Sin embargo esto no fue sencillo: “José Alfonso Suárez del Real, secretario de Cultura de la Ciudad de México, desestimó la iniciativa pues considera(ba) que sus integrantes tal vez no tienen el “conocimiento” que poseen las instituciones involucradas en el proceso de restauración.” No importaba cuanto hubieran estudiado o que tanto conocimiento tuviera esta colectiva sobre los temas que involucran estos sucesos, el hecho de ser mujeres combatientes e inconformes era más relevante y permitía que se desestimaran sus opiniones.


Desde estas instituciones se comisionó a un grupo de personas para que restaurara la Columna, y a alguien se le ocurrió que, alguna de las mujeres que estaba llevando a cabo las labores primeras de limpieza para la conservación, era una “verdadera feminista” y no como aquellas que habían vandalizado el tan preciado monumento. Esto fue “viral” en Facebook, y la mujer que fue objeto de la fotografía que apareció acompañando al post, comentó que era parte de RcG y que apoyaba la conservación de las pintas en conjunto con la del monumento como actores sociales.
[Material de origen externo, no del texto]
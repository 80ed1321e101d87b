//! Page and page-set shapes.
//!
//! # Responsibility
//! - Hold one screen's worth of entries.
//! - Hold the ordered pages shown in the flip view.
//!
//! # Invariants
//! - Entries inside a page keep consumption order (newest first).
//! - Pages inside a set are ordered oldest first.
//! - A page set produced by pagination never contains an empty page.

use crate::model::entry::Entry;
use serde::{Deserialize, Serialize};

/// One screen's worth of entries.
#[derive(Debug, Clone, Default, PartialEq, Eq, Hash, Serialize, Deserialize)]
#[serde(transparent)]
pub struct Page {
    entries: Vec<Entry>,
}

impl Page {
    /// Wraps entries that are already in consumption order (newest first).
    pub fn new(entries: Vec<Entry>) -> Self {
        Self { entries }
    }

    /// Page holding exactly one entry.
    pub fn single(entry: Entry) -> Self {
        Self {
            entries: vec![entry],
        }
    }

    pub fn entries(&self) -> &[Entry] {
        &self.entries
    }

    pub fn len(&self) -> usize {
        self.entries.len()
    }

    pub fn is_empty(&self) -> bool {
        self.entries.is_empty()
    }

    /// Newest entry on the page (first placed).
    pub fn newest(&self) -> Option<&Entry> {
        self.entries.first()
    }

    /// Oldest entry on the page (last placed).
    pub fn oldest(&self) -> Option<&Entry> {
        self.entries.last()
    }

    /// Entries top to bottom as rendered: oldest at the top, newest at the bottom.
    pub fn display_order(&self) -> impl DoubleEndedIterator<Item = &Entry> + ExactSizeIterator {
        self.entries.iter().rev()
    }
}

/// Ordered pages, oldest page first.
#[derive(Debug, Clone, Default, PartialEq, Eq, Hash, Serialize, Deserialize)]
#[serde(transparent)]
pub struct PageSet {
    pages: Vec<Page>,
}

impl PageSet {
    pub fn new(pages: Vec<Page>) -> Self {
        Self { pages }
    }

    /// Zero pages. Returned for an empty entry list.
    pub fn empty() -> Self {
        Self::default()
    }

    pub fn pages(&self) -> &[Page] {
        &self.pages
    }

    pub fn len(&self) -> usize {
        self.pages.len()
    }

    pub fn is_empty(&self) -> bool {
        self.pages.is_empty()
    }

    pub fn get(&self, index: usize) -> Option<&Page> {
        self.pages.get(index)
    }

    pub fn iter(&self) -> std::slice::Iter<'_, Page> {
        self.pages.iter()
    }

    /// Total entries across all pages.
    pub fn entry_count(&self) -> usize {
        self.pages.iter().map(Page::len).sum()
    }
}

impl FromIterator<Page> for PageSet {
    fn from_iter<T: IntoIterator<Item = Page>>(iter: T) -> Self {
        Self::new(iter.into_iter().collect())
    }
}

impl<'a> IntoIterator for &'a PageSet {
    type Item = &'a Page;
    type IntoIter = std::slice::Iter<'a, Page>;

    fn into_iter(self) -> Self::IntoIter {
        self.pages.iter()
    }
}
//! Timestamp label shown above every entry.
//!
//! The label is part of the measured text, so the same formatter must feed
//! both pagination and rendering.

use crate::model::entry::{Entry, EpochMillis};
use chrono::{DateTime, Datelike, FixedOffset, Local, Offset, Utc, Weekday};

/// Formats `YYYY/MM/DD(曜) HH:MM` in a fixed UTC offset.
#[derive(Debug, Clone, Copy, PartialEq, Eq)]
pub struct TimestampLabel {
    offset: FixedOffset,
}

impl Default for TimestampLabel {
    fn default() -> Self {
        Self::utc()
    }
}

impl TimestampLabel {
    pub fn new(offset: FixedOffset) -> Self {
        Self { offset }
    }

    pub fn utc() -> Self {
        Self::new(Utc.fix())
    }

    /// Uses the machine's current local offset.
    pub fn local() -> Self {
        Self::new(*Local::now().offset())
    }

    pub fn offset(&self) -> FixedOffset {
        self.offset
    }

    /// Label for one instant; out-of-range instants fall back to the raw number.
    pub fn format(&self, timestamp: EpochMillis) -> String {
        let Some(instant) = DateTime::from_timestamp_millis(timestamp) else {
            return timestamp.to_string();
        };
        let local = instant.with_timezone(&self.offset);
        format!(
            "{}({}) {}",
            local.format("%Y/%m/%d"),
            weekday_short(local.weekday()),
            local.format("%H:%M")
        )
    }

    /// Text charged for one entry: label line, then the note body.
    pub fn measure_text(&self, entry: &Entry) -> String {
        format!("{}\n{}", self.format(entry.timestamp), entry.text)
    }
}

fn weekday_short(weekday: Weekday) -> &'static str {
    match weekday {
        Weekday::Mon => "月",
        Weekday::Tue => "火",
        Weekday::Wed => "水",
        Weekday::Thu => "木",
        Weekday::Fri => "金",
        Weekday::Sat => "土",
        Weekday::Sun => "日",
    }
}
La Columna de la Independencia fue el detonante del surgimiento de esta colectiva, y uno de los apoyos más fuertes para visibilizar el complejo trabajo de la conservación y la restauración. Para nosotrxs, personas interesadas en las manifestaciones humanas denominadas como artísticas y etiquetadas como históricas, este posicionamiento resultó relevante. A través de las Restauradoras… y de la labor constante que han tenido desde su profesión hacia los feminismos y los diversos problemas sociales que aquejan a las mujeres, hemos podido replantearnos la función de los monumentos: ¿estos sirven realmente para algo?
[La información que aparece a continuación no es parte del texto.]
use std::fmt;
use std::str::FromStr;

use chrono::{DateTime, Utc};
use serde::{Deserialize, Serialize};
use thiserror::Error;

// -- Roles --

#[derive(Debug, Clone, Copy, PartialEq, Eq, Hash, Default, Serialize, Deserialize)]
#[serde(rename_all = "lowercase")]
pub enum Role {
    Admin,
    #[default]
    Student,
}

impl Role {
    pub fn as_str(&self) -> &'static str {
        match self {
            Role::Admin => "admin",
            Role::Student => "student",
        }
    }
}

impl fmt::Display for Role {
    fn fmt(&self, f: &mut fmt::Formatter<'_>) -> fmt::Result {
        f.write_str(self.as_str())
    }
}

#[derive(Debug, Error)]
#[error("unknown role: {0}")]
pub struct ParseRoleError(pub String);

impl FromStr for Role {
    type Err = ParseRoleError;

    fn from_str(s: &str) -> Result<Self, Self::Err> {
        match s {
            "admin" => Ok(Role::Admin),
            "student" => Ok(Role::Student),
            other => Err(ParseRoleError(other.to_string())),
        }
    }
}

// -- Check-in window --

/// Where `now` falls relative to a session's check-in window.
/// Both bounds are inclusive.
#[derive(Debug, Clone, Copy, PartialEq, Eq, Serialize)]
#[serde(rename_all = "snake_case")]
pub enum WindowState {
    NotStarted,
    Active,
    Expired,
}

impl WindowState {
    pub fn at(start: DateTime<Utc>, end: DateTime<Utc>, now: DateTime<Utc>) -> Self {
        if now < start {
            WindowState::NotStarted
        } else if now > end {
            WindowState::Expired
        } else {
            WindowState::Active
        }
    }
}

// -- Seat / location metadata --

#[derive(Debug, Clone, Copy, PartialEq, Eq, Hash, Serialize, Deserialize)]
pub struct Seat {
    pub row: char,
    pub col: u32,
}

impl Seat {
    /// Normalizes the row to upper case and rejects anything outside A-Z / col >= 1.
    pub fn normalized(self) -> Result<Self, String> {
        let row = self.row.to_ascii_uppercase();
        if !row.is_ascii_uppercase() {
            return Err("Seat row must be a letter A-Z".into());
        }
        if self.col == 0 {
            return Err("Seat column must be at least 1".into());
        }
        Ok(Seat { row, col: self.col })
    }
}

impl fmt::Display for Seat {
    fn fmt(&self, f: &mut fmt::Formatter<'_>) -> fmt::Result {
        write!(f, "{}{}", self.row, self.col)
    }
}

#[derive(Debug, Clone, Copy, PartialEq, Serialize, Deserialize)]
pub struct Location {
    pub latitude: f64,
    pub longitude: f64,
    #[serde(default)]
    pub accuracy: Option<f64>,
    /// When the device took the fix, if it reported one.
    #[serde(default)]
    pub timestamp: Option<DateTime<Utc>>,
}

impl Location {
    pub fn validate(&self) -> Result<(), String> {
        if !self.latitude.is_finite() || !(-90.0..=90.0).contains(&self.latitude) {
            return Err("Latitude must be between -90 and 90".into());
        }
        if !self.longitude.is_finite() || !(-180.0..=180.0).contains(&self.longitude) {
            return Err("Longitude must be between -180 and 180".into());
        }
        if let Some(acc) = self.accuracy {
            if !acc.is_finite() || acc < 0.0 {
                return Err("Location accuracy must be a non-negative number".into());
            }
        }
        Ok(())
    }
}

// -- Stored entities, as exposed over the API --

#[derive(Debug, Clone, Serialize, Deserialize)]
pub struct User {
    pub id: i64,
    pub username: String,
    pub name: String,
    pub role: Role,
    pub student_id: Option<String>,
    pub created_at: DateTime<Utc>,
}

#[derive(Debug, Clone, Serialize, Deserialize)]
pub struct Session {
    pub id: i64,
    pub title: String,
    pub checkin_code: String,
    pub start_time: DateTime<Utc>,
    pub end_time: DateTime<Utc>,
    pub created_by: i64,
    pub created_at: DateTime<Utc>,
}

impl Session {
    pub fn window(&self, now: DateTime<Utc>) -> WindowState {
        WindowState::at(self.start_time, self.end_time, now)
    }
}

#[derive(Debug, Clone, Serialize, Deserialize)]
pub struct Record {
    pub id: i64,
    pub session_id: i64,
    pub user_id: i64,
    pub checkin_time: DateTime<Utc>,
    pub location: Option<Location>,
    pub seat: Option<Seat>,
}

/// Percentage with two decimals. A zero denominator yields 0.
pub fn attendance_rate(count: u64, total: u64) -> f64 {
    if total == 0 {
        return 0.0;
    }
    let pct = count as f64 * 100.0 / total as f64;
    (pct * 100.0).round() / 100.0
}

#[cfg(test)]
mod tests {
    use super::*;
    use chrono::{Duration, TimeZone};

    fn window() -> (DateTime<Utc>, DateTime<Utc>) {
        let start = Utc.with_ymd_and_hms(2026, 3, 2, 9, 0, 0).unwrap();
        (start, start + Duration::minutes(60))
    }

    #[test]
    fn window_bounds_are_inclusive() {
        let (start, end) = window();
        assert_eq!(WindowState::at(start, end, start), WindowState::Active);
        assert_eq!(WindowState::at(start, end, end), WindowState::Active);
        assert_eq!(
            WindowState::at(start, end, start - Duration::seconds(1)),
            WindowState::NotStarted
        );
        assert_eq!(
            WindowState::at(start, end, end + Duration::seconds(1)),
            WindowState::Expired
        );
    }

    #[test]
    fn seat_row_is_upper_cased() {
        let seat = Seat { row: 'c', col: 4 }.normalized().unwrap();
        assert_eq!(seat, Seat { row: 'C', col: 4 });
        assert_eq!(seat.to_string(), "C4");
    }

    #[test]
    fn seat_rejects_bad_coordinates() {
        assert!(Seat { row: '3', col: 4 }.normalized().is_err());
        assert!(Seat { row: 'A', col: 0 }.normalized().is_err());
    }

    #[test]
    fn location_range_checks() {
        let ok = Location { latitude: 31.2, longitude: 121.5, accuracy: Some(12.0), timestamp: None };
        assert!(ok.validate().is_ok());

        let bad_lat = Location { latitude: 91.0, ..ok };
        assert!(bad_lat.validate().is_err());

        let bad_acc = Location { accuracy: Some(-1.0), ..ok };
        assert!(bad_acc.validate().is_err());
    }

    #[test]
    fn rate_rounds_and_handles_empty() {
        assert_eq!(attendance_rate(0, 0), 0.0);
        assert_eq!(attendance_rate(1, 3), 33.33);
        assert_eq!(attendance_rate(2, 2), 100.0);
    }

    #[test]
    fn role_round_trips_through_str() {
        assert_eq!("admin".parse::<Role>().unwrap(), Role::Admin);
        assert!("guest".parse::<Role>().is_err());
        assert_eq!(Role::default(), Role::Student);
    }
}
Dentro de la disciplina histórica, existe una corriente llamada “historia de bronce”, en referencia al material con que se elaboran algunos monumentos. Esta se denomina así por exaltar a determinados personajes sobre de los procesos en los que participaron. Este tipo de interpretación fue muy criticada en nuestro país por algunos intelectuales durante el siglo XX, ya que se consideraba como aquella que “recoge los acontecimientos que suelen celebrarse en fiestas patrias, en el culto religioso, y en el seno de instituciones; se ocupa de hombres de estatura extraordinaria (gobernantes, santos, sabios y caudillos); presenta los hechos desligados de causas, como simples monumentos dignos de imitación”(2). Es decir, no funcionaba más que para limitar el conocimiento en un espacio específico, el que convinera a quien la diseñaba.
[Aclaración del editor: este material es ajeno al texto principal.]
#![allow(dead_code, clippy::unwrap_used)]

use std::sync::Arc;

use axum::{
    Router,
    body::{Body, Bytes},
    http::{HeaderMap, Method, Request, StatusCode, header},
};
use chrono::Utc;
use http_body_util::BodyExt;
use serde_json::{Value, json};
use tempfile::TempDir;
use tower::ServiceExt;

use checkin_api::auth::{AppState, AppStateInner, hash_password};
use checkin_api::cookie::CookieConfig;
use checkin_api::routes::router;
use checkin_db::Database;
use checkin_db::models::NewUser;
use checkin_types::models::Role;

pub const ADMIN_PASSWORD: &str = "admin-pass";
pub const IMPORT_PASSWORD: &str = "initial-pw";

pub struct TestApp {
    pub router: Router,
    pub state: AppState,
    _dir: TempDir,
}

pub struct Reply {
    pub status: StatusCode,
    pub headers: HeaderMap,
    pub body: Bytes,
}

impl Reply {
    pub fn json(&self) -> Value {
        serde_json::from_slice(&self.body).unwrap()
    }

    pub fn text(&self) -> String {
        String::from_utf8(self.body.to_vec()).unwrap()
    }
}

/// Fresh database with the default admin account.
pub fn test_app() -> TestApp {
    let dir = TempDir::new().unwrap();
    let db = Database::open(&dir.path().join("checkin.db")).unwrap();

    let hash = hash_password(ADMIN_PASSWORD).unwrap();
    db.ensure_user(
        &NewUser {
            username: "admin",
            password_hash: &hash,
            role: Role::Admin,
            name: "Administrator",
            student_id: None,
        },
        Utc::now(),
    )
    .unwrap();

    let state: AppState = Arc::new(AppStateInner {
        db,
        secret: "test-secret".into(),
        token_ttl: chrono::Duration::hours(1),
        cookie: CookieConfig {
            secure: false,
            ..CookieConfig::default()
        },
        import_password: IMPORT_PASSWORD.into(),
    });

    TestApp {
        router: router(state.clone()),
        state,
        _dir: dir,
    }
}

impl TestApp {
    pub async fn send(&self, req: Request<Body>) -> Reply {
        let resp = self.router.clone().oneshot(req).await.unwrap();
        let status = resp.status();
        let headers = resp.headers().clone();
        let body = resp.into_body().collect().await.unwrap().to_bytes();
        Reply {
            status,
            headers,
            body,
        }
    }

    pub async fn json(&self, method: Method, uri: &str, cookie: Option<&str>, body: Option<Value>) -> Reply {
        let mut req = Request::builder().method(method).uri(uri);
        if let Some(token) = cookie {
            req = req.header(header::COOKIE, format!("checkin_session={}", token));
        }
        let req = match body {
            Some(body) => req
                .header(header::CONTENT_TYPE, "application/json")
                .body(Body::from(body.to_string()))
                .unwrap(),
            None => req.body(Body::empty()).unwrap(),
        };
        self.send(req).await
    }

    pub async fn get(&self, uri: &str, cookie: &str) -> Reply {
        self.json(Method::GET, uri, Some(cookie), None).await
    }

    pub async fn post(&self, uri: &str, cookie: &str, body: Value) -> Reply {
        self.json(Method::POST, uri, Some(cookie), Some(body)).await
    }

    pub async fn post_csv(&self, uri: &str, cookie: &str, csv: impl Into<Body>) -> Reply {
        let req = Request::builder()
            .method(Method::POST)
            .uri(uri)
            .header(header::COOKIE, format!("checkin_session={}", cookie))
            .header(header::CONTENT_TYPE, "text/csv")
            .body(csv.into())
            .unwrap();
        self.send(req).await
    }

    /// Logs in and returns the session token taken from the Set-Cookie header.
    pub async fn login(&self, username: &str, password: &str, role: &str) -> String {
        let reply = self
            .json(
                Method::POST,
                "/api/login",
                None,
                Some(json!({ "username": username, "password": password, "role": role })),
            )
            .await;
        assert_eq!(reply.status, StatusCode::OK, "login failed: {}", reply.text());

        let set_cookie = reply.headers[header::SET_COOKIE].to_str().unwrap();
        let token = set_cookie
            .strip_prefix("checkin_session=")
            .and_then(|rest| rest.split(';').next())
            .unwrap();
        token.to_string()
    }

    pub async fn admin(&self) -> String {
        self.login("admin", ADMIN_PASSWORD, "admin").await
    }

    pub async fn register(&self, username: &str, name: &str) -> i64 {
        let reply = self
            .json(
                Method::POST,
                "/api/register",
                None,
                Some(json!({ "username": username, "password": "password1", "name": name })),
            )
            .await;
        assert_eq!(reply.status, StatusCode::CREATED, "register failed: {}", reply.text());
        reply.json()["user_id"].as_i64().unwrap()
    }

    pub async fn student(&self, username: &str, name: &str) -> String {
        self.register(username, name).await;
        self.login(username, "password1", "student").await
    }
}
¿Será pertinente tomar estas palabras y transportarlas a los bronces físicos? ¿De verdad sirven de algo estas estatuas aunque en nuestra actualidad, a veces, ni recordemos para qué fueron realizadas? ¿Resignificar los monumentos según nuestro horizonte social resulta entonces necesario?.. y de la labor constante que han tenido desde su profesión hacia los feminismos y los diversos problemas sociales que aquejan a las mujeres, hemos podido replantearnos la función de los monumentos: ¿estos sirven realmente para algo? .


Este tipo de reflexiones son las que nos han dejado estas manifestaciones. Mas allá de pensar en que, algún día y si las cosas no cambian, alguna de nosotras pueda ser la siguiente, nos dejan la labor social e intelectual de reflexionar acerca del funcionamiento social de los lugares comunes en la ciudad. ¿por qué el gobierno, en marchas posteriores a las de agosto, se empeñó más en proteger los edificios y no a las mujeres que protestaban? Esto pareciera un mensaje, que esperemos cambie. La prioridad máxima es el bienestar de las personas que habitamos en este país, sino ¿a quién se le va a enseñar esa historia que tanto defienden por los monumentos?...


Referencias:

1. La carta está disponible en las redes sociales de las Restauradoras con Glitter (Facebook, Twitter e Instagram). Estos datos fueron extraídos de la entrevista realizada por Letras Libres a estas mujeres, que está disponible en: https://www.letraslibres.com/mexico/arte/entrevista-restauradoras-glitter-queremos-que-exista-un-registro-minucioso-del-miedo-enojo-e-indignacion.


2. Luis González y González, “De la multiple utilización de la historia”. En: Carlos Pereyra, et al., Historia, ¿para qué? (México: Siglo XXI editores, 1980) 65.